Climate Change

The future of the planet, seen from the World Economic Forum

24 January 2019 | Written by La redazione

During the World Economic Forum, which will end tomorrow in Devos, Switzerland, one of the most debated topics was the current state of nature and what we can do to help it.

The annual appointment with the World Economic Forum opened on Tuesday, January 22nd in Devos, Switzerland, where until Friday, January 25th, leaders and decision makers from all over the world will meet to discuss the most important unknowns about the world in which we live.
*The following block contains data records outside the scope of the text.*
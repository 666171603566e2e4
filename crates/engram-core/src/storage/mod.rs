//! Storage Module
//!
//! Persistence contract and the SQLite reference backend:
//! - CRUD over memory records plus a full-text search primitive
//! - Append-only access log (the authoritative ACT-R practice history)
//! - Entity-graph and Hebbian-link tables
//!
//! The engine depends only on the [`Store`] trait; any backend honoring
//! the contract (embedded file, hosted relational) can stand in.

mod migrations;
mod sqlite;

pub use migrations::MIGRATIONS;
pub use sqlite::SqliteStore;

use std::path::Path;

use chrono::{DateTime, Utc};
use serde::{Deserialize, Serialize};

use crate::memory::MemoryEntry;

/// Storage error type
#[non_exhaustive]
#[derive(Debug, thiserror::Error)]
pub enum StoreError {
    /// Database error
    #[error("Database error: {0}")]
    Database(#[from] rusqlite::Error),
    /// Entry not found
    #[error("Entry not found: {0}")]
    NotFound(String),
    /// IO error
    #[error("IO error: {0}")]
    Io(#[from] std::io::Error),
    /// Invalid persisted value
    #[error("Invalid stored value: {0}")]
    InvalidValue(String),
    /// Initialization error
    #[error("Initialization error: {0}")]
    Init(String),
}

/// Storage result type
pub type StoreResult<T> = std::result::Result<T, StoreError>;

// ============================================================================
// LINK RECORDS
// ============================================================================

/// A directed Hebbian co-activation edge between two memories.
///
/// Conceptually symmetric; both directions are written on strengthening.
#[derive(Debug, Clone, Serialize, Deserialize)]
#[serde(rename_all = "camelCase")]
pub struct HebbianLink {
    /// Source memory id
    pub source_id: String,
    /// Target memory id
    pub target_id: String,
    /// Link strength, positive and saturating at the configured ceiling
    pub strength: f64,
    /// Times the pair co-activated
    pub coactivation_count: i64,
    /// When the link was first written
    pub created_at: DateTime<Utc>,
}

/// An entity occurrence: this memory mentions this graph node
#[derive(Debug, Clone, Serialize, Deserialize)]
#[serde(rename_all = "camelCase")]
pub struct GraphLink {
    /// Memory id
    pub memory_id: String,
    /// Entity node id
    pub node_id: String,
    /// Host-supplied relation label
    pub relation: String,
}

// ============================================================================
// STORE CONTRACT
// ============================================================================

/// Persistence contract for memory backends.
///
/// All methods take `&self`; implementations provide their own interior
/// synchronization so a store can sit behind the façade's reader/writer
/// lock discipline without further wrapping.
pub trait Store: Send + Sync {
    /// Insert a new entry. The id must not already exist.
    fn add(&self, entry: &MemoryEntry) -> StoreResult<()>;

    /// Fetch an entry by id
    fn get(&self, id: &str) -> StoreResult<Option<MemoryEntry>>;

    /// Persist every field of an existing entry
    fn update(&self, entry: &MemoryEntry) -> StoreResult<()>;

    /// Remove an entry and cascade: its access-log rows, graph links,
    /// Hebbian links in both directions, and contradiction back-references
    /// on other entries. Returns whether a row was removed.
    fn delete(&self, id: &str) -> StoreResult<bool>;

    /// All entries, every layer included
    fn all(&self) -> StoreResult<Vec<MemoryEntry>>;

    /// Full-text search over a sanitized OR-of-keywords query.
    /// Matching granularity (substring, stemming) is the backend's call.
    fn search_fts(&self, query: &str, limit: usize) -> StoreResult<Vec<MemoryEntry>>;

    /// Append one access-log row for the entry
    fn record_access(&self, id: &str, at: DateTime<Utc>) -> StoreResult<()>;

    /// Full access-time history for the entry, oldest first
    fn access_times(&self, id: &str) -> StoreResult<Vec<DateTime<Utc>>>;

    /// Record that a memory mentions an entity
    fn add_graph_link(&self, memory_id: &str, node_id: &str, relation: &str) -> StoreResult<()>;

    /// Entity-occurrence rows for a memory, relation labels included
    fn graph_links_for(&self, memory_id: &str) -> StoreResult<Vec<GraphLink>>;

    /// Entries mentioning an entity (case-insensitive)
    fn search_by_entity(&self, entity: &str) -> StoreResult<Vec<MemoryEntry>>;

    /// Entities reachable from an entity through the bipartite
    /// entity-memory graph within `hops` hops, excluding the start
    fn related_entities(&self, entity: &str, hops: usize) -> StoreResult<Vec<String>>;

    /// Distinct entity node ids in the graph
    fn known_entities(&self) -> StoreResult<Vec<String>>;

    /// Strengthen the Hebbian link in both directions: +1 strength
    /// saturating at `ceiling`, +1 co-activation count; inserts at
    /// strength 1.0 when absent
    fn strengthen_link(&self, a: &str, b: &str, ceiling: f64) -> StoreResult<()>;

    /// Outgoing links by descending strength, limited to `k` when given
    fn hebbian_neighbors(&self, id: &str, k: Option<usize>) -> StoreResult<Vec<HebbianLink>>;

    /// Number of directed Hebbian link rows
    fn hebbian_link_count(&self) -> StoreResult<i64>;

    /// Flush pending state to durable storage
    fn close(&self) -> StoreResult<()>;

    /// Copy the logical database to a file
    fn export(&self, path: &Path) -> StoreResult<()>;
}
Among the highlights of the first day there was certainly the dialogue between the Duke of Cambridge and Sir David Attenborough, a famous British science divulgator and naturalist, dedicated to the future of our planet.

Prince William chose to begin by asking Attenborough how much the world and nature have changed since the early days of his television career in the 1950s. “The world then seemed unexplored,” explained Sir David Attenborough: “It was like wonderland. Wherever you turned you found something unexplored. The human population was only a third of what it is now, and you really felt like you were in the Garden of Eden.”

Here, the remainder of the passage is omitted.